Much like St. Paul, I became what would be known as a villain to the corruptible and falsified mentality of relative morality. I proposed that it was a mentality that was self-defeating and that had no reasonable or logical grounds in which it stood. I determined that not only was it illogical in the philosophical landscape, but the evilness of the mentality would only lead to a dangerous path that would justify murder and other such horrific crimes. While my journey has taken me to different beliefs and understandings, I am beginning to see that the second part of my previous understanding is actually a misunderstood assumption on my part and not based on critical evidence that suffices that justification.

The idea of relative morality, one that states that any person can create their own moral compass, I began to realize why all of us create such a moral compass; even the religious institutions. There are many motivational factors that are included into the desire of certain moral conclusions. It would be difficult to speak of all the different motivational factors that come into play, but there are a few of them that take in a common thread within the people. I will attempt to draw out and explain what they might be.

The motivation that some of us have for creating our own moral compass is that we want something, and we believe that there must be a certain way or procedure to achieve it. Sort of like creating a fool-proof plan in which the rate of failure is low and the rate or speed of which it is achieved can be high. This was the birthing of the industrial age, where we created systems that increased efficiency, both in accuracy and time. Much similar to what I spoke about in my last letter, this is the drive to create robots and mechanical beings so that they can do the work with high efficiency with lesser amount of mistakes and have a faster processing time to do such tasks. We have such mentalities in our minds, so we create a moral compass for us to achieve these desired goals in a fast and efficient way.

Every religion that has ever existed, including Buddhism, has a "system" in place in which there is a goal and a set of rules or procedures in which to achieve this goal. If a person does not want to achieve this goal or maintain the rules of the system, then they are no longer considered part of the religion. However, for some religions, there is still hope for that person to be in the religion, as long as they return back into the system and do a better job following along with the system.

This is where most religious moral doctrines come from. It is a map of the system in which tells people what to do and what not to do so that they can focus on the goal that can be achieved if all these procedures and actions are made. However, since no religion can promise these goals, it is what ends up being called "hope". Sure, in many Christian sects, there is a "Once saved, always saved" theology, but yet they still pronounce that God is the lone decider of our judgement, so even if we pronounce Christ as our Lord and Savior, it is still subject to the Sovereign God above. Only GOD can pronounce a promise of heaven... not the religion itself.

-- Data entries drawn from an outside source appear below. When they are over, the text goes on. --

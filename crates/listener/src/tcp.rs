//! crates/listener/src/tcp.rs
//! Single-digit threshold requests accepted over TCP.

use std::io::{self, Read};
use std::net::{SocketAddr, TcpListener, TcpStream};
use std::thread;
use std::time::Duration;

use socket2::{Domain, Protocol, Socket, Type};

use super::TRACING_TARGET;
use super::config::TcpConfig;
use super::error::{ListenerError, accept_error, bind_error, socket_error};
use super::source::{IgnoreReason, LevelSource, Step, step_for_rank};

/// Level source accepting one connection at a time and reading one byte
/// from each.
#[derive(Debug)]
pub struct TcpSource {
    listener: TcpListener,
    address: SocketAddr,
    poll_interval: Duration,
    read_timeout: Duration,
}

impl TcpSource {
    /// Binds the listening socket with a backlog of one.
    ///
    /// # Errors
    ///
    /// Returns [`ListenerError::Socket`] naming the step that failed.
    pub fn bind(config: &TcpConfig) -> Result<Self, ListenerError> {
        let requested = config.address();
        let socket = Socket::new(Domain::for_address(requested), Type::STREAM, Some(Protocol::TCP))
            .map_err(|error| socket_error("create listener socket for", requested, error))?;
        socket
            .set_reuse_address(true)
            .map_err(|error| socket_error("set SO_REUSEADDR on", requested, error))?;
        socket
            .bind(&requested.into())
            .map_err(|error| bind_error(requested, error))?;
        socket
            .listen(1)
            .map_err(|error| socket_error("listen on", requested, error))?;
        socket
            .set_nonblocking(true)
            .map_err(|error| socket_error("set non-blocking mode on", requested, error))?;

        let listener = TcpListener::from(socket);
        let address = listener.local_addr().unwrap_or(requested);
        Ok(Self {
            listener,
            address,
            poll_interval: config.poll_interval(),
            read_timeout: config.read_timeout(),
        })
    }

    /// Classifies the byte read from a connection; `None` means the peer
    /// closed without sending anything.
    #[must_use]
    pub fn classify(byte: Option<u8>) -> Step {
        match byte {
            None => Step::Ignored(IgnoreReason::NoData),
            Some(digit @ b'0'..=b'9') => step_for_rank(digit - b'0'),
            Some(other) => Step::Ignored(IgnoreReason::NotADigit(other)),
        }
    }

    fn read_level(&self, mut stream: TcpStream, peer: SocketAddr) -> Step {
        let prepared = stream
            .set_nonblocking(false)
            .and_then(|()| stream.set_read_timeout(Some(self.read_timeout)));
        if let Err(error) = prepared {
            tracing::debug!(target: TRACING_TARGET, %peer, %error, "failed to configure connection");
            return Step::Ignored(IgnoreReason::ReadFailed);
        }

        let mut byte = [0u8; 1];
        loop {
            match stream.read(&mut byte) {
                Ok(0) => return Self::classify(None),
                Ok(_) => return Self::classify(Some(byte[0])),
                Err(error) if error.kind() == io::ErrorKind::Interrupted => {}
                Err(error) => {
                    tracing::debug!(target: TRACING_TARGET, %peer, %error, "failed to read level byte");
                    return Step::Ignored(IgnoreReason::ReadFailed);
                }
            }
        }
    }
}

impl LevelSource for TcpSource {
    fn name(&self) -> &'static str {
        "tcp"
    }

    fn local_addr(&self) -> Option<SocketAddr> {
        Some(self.address)
    }

    fn poll(&mut self) -> Result<Step, ListenerError> {
        match self.listener.accept() {
            Ok((stream, peer)) => {
                tracing::debug!(target: TRACING_TARGET, %peer, "control connection accepted");
                Ok(self.read_level(stream, peer))
            }
            Err(error) if error.kind() == io::ErrorKind::WouldBlock => {
                thread::sleep(self.poll_interval);
                Ok(Step::Idle)
            }
            Err(error) if error.kind() == io::ErrorKind::Interrupted => Ok(Step::Idle),
            Err(error) => Err(accept_error(self.address, error)),
        }
    }
}
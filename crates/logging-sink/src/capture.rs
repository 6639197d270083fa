//! crates/logging-sink/src/capture.rs
//! Shared in-memory writer for capturing rendered output.

use std::io::{self, Write};
use std::sync::{Arc, Mutex, MutexGuard, PoisonError};

/// Cloneable in-memory writer.
///
/// Every clone appends to the same buffer, which makes it possible to hand
/// one clone to a logger (that requires `Write + Send + 'static`) and keep
/// another to inspect what was written.
///
/// # Examples
///
/// ```
/// use std::io::Write;
/// use logging_sink::CaptureBuffer;
///
/// let capture = CaptureBuffer::new();
/// let mut writer = capture.clone();
/// writer.write_all(b"INF one\nINF two\n")?;
///
/// assert_eq!(capture.lines(), vec!["INF one", "INF two"]);
/// # Ok::<(), std::io::Error>(())
/// ```
#[derive(Clone, Debug, Default)]
pub struct CaptureBuffer {
    inner: Arc<Mutex<Vec<u8>>>,
}

impl CaptureBuffer {
    /// Creates an empty buffer.
    #[must_use]
    pub fn new() -> Self {
        Self::default()
    }

    fn lock(&self) -> MutexGuard<'_, Vec<u8>> {
        self.inner.lock().unwrap_or_else(PoisonError::into_inner)
    }

    /// Returns the captured bytes decoded as UTF-8, replacing invalid sequences.
    #[must_use]
    pub fn to_string_lossy(&self) -> String {
        String::from_utf8_lossy(&self.lock()).into_owned()
    }

    /// Returns the captured output split into lines.
    #[must_use]
    pub fn lines(&self) -> Vec<String> {
        self.to_string_lossy()
            .lines()
            .map(str::to_string)
            .collect()
    }

    /// Reports whether nothing has been captured yet.
    #[must_use]
    pub fn is_empty(&self) -> bool {
        self.lock().is_empty()
    }

    /// Discards everything captured so far.
    pub fn clear(&self) {
        self.lock().clear();
    }
}

impl Write for CaptureBuffer {
    fn write(&mut self, buf: &[u8]) -> io::Result<usize> {
        self.lock().extend_from_slice(buf);
        Ok(buf.len())
    }

    fn write_all(&mut self, buf: &[u8]) -> io::Result<()> {
        self.lock().extend_from_slice(buf);
        Ok(())
    }

    fn flush(&mut self) -> io::Result<()> {
        Ok(())
    }
}

#[cfg(test)]
mod tests {
    use super::*;

    #[test]
    fn clones_share_storage() {
        let capture = CaptureBuffer::new();
        let mut first = capture.clone();
        let mut second = capture.clone();

        first.write_all(b"a\n").expect("write");
        second.write_all(b"b\n").expect("write");

        assert_eq!(capture.lines(), vec!["a", "b"]);
    }

    #[test]
    fn clear_discards_output() {
        let capture = CaptureBuffer::new();
        capture.clone().write_all(b"stale").expect("write");
        capture.clear();
        assert!(capture.is_empty());
    }
}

What is heaven? Many Christians would pronounce that Heaven is where all torture and suffering is no more; that we can have everything we could ever want and that we spend eternity with our Great Lord of Above. There seems to be a small problem with this idea of heaven, however. If it is true that God loves all human beings, even if such a beloved human were to suffer forever torment in the pits of hell, would that not itself be torturous to God? Let's say, my dear friends, that the person that you love the most in your life, and you were to see them suffer the greatest human suffering ever conceived in mankind, would your heart not break from seeing such suffering from one that you love the greatest? What makes this love dynamic any different than how God feels when there is but a single person in hell? Imagine this intense torture pursuing you throughout the ends of time and beyond. Unimaginable, isn't it?